Records drawn from a dataset
+++++

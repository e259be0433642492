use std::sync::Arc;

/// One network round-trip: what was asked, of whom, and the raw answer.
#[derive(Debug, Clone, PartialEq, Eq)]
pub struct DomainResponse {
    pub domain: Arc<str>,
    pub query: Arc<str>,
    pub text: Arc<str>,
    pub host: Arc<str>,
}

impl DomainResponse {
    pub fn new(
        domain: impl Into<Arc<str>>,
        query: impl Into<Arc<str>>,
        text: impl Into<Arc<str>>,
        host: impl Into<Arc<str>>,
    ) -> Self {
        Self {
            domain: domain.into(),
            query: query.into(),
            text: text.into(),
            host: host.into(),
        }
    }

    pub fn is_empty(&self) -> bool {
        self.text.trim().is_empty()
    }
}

+++++

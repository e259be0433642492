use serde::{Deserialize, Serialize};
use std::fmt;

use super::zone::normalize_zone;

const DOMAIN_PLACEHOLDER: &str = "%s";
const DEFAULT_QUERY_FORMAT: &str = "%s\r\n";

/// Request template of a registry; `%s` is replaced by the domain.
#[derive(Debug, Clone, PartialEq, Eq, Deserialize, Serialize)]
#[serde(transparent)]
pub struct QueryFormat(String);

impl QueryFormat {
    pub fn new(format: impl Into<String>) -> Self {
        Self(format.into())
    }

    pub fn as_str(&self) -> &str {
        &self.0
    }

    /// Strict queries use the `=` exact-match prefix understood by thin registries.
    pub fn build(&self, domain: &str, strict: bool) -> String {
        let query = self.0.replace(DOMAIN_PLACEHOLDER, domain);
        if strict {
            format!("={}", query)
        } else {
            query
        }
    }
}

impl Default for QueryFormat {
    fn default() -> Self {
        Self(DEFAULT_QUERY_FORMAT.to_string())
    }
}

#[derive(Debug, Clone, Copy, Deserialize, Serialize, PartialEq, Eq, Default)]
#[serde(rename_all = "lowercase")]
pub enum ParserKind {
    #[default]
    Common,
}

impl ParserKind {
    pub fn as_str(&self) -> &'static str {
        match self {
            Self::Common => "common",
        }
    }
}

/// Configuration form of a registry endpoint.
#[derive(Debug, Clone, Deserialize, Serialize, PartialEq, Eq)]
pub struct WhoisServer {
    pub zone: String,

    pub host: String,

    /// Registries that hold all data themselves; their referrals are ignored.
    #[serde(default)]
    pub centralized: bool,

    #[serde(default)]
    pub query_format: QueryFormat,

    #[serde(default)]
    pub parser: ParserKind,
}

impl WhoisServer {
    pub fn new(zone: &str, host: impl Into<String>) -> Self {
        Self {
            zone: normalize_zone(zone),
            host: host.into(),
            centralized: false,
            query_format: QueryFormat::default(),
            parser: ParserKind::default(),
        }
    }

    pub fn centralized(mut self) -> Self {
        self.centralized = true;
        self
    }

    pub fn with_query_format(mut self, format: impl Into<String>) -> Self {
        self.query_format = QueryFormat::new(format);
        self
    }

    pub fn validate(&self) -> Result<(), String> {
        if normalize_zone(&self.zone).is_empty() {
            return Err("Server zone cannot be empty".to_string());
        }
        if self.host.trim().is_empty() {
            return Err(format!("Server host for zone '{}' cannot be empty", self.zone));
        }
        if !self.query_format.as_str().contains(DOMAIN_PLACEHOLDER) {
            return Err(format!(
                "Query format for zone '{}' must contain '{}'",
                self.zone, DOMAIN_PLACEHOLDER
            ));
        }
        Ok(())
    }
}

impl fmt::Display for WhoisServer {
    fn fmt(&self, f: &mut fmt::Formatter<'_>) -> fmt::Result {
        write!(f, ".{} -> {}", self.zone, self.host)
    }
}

+++++

● **Instructions to follow**: Scan the data above for the string "derive". Copy every line in which it appears.

● **Reply to the exercise**:
#[derive(Debug, Clone, PartialEq, Eq)]
#[derive(Debug, Clone, PartialEq, Eq, Deserialize, Serialize)]
#[derive(Debug, Clone, Copy, Deserialize, Serialize, PartialEq, Eq, Default)]
#[derive(Debug, Clone, Deserialize, Serialize, PartialEq, Eq)]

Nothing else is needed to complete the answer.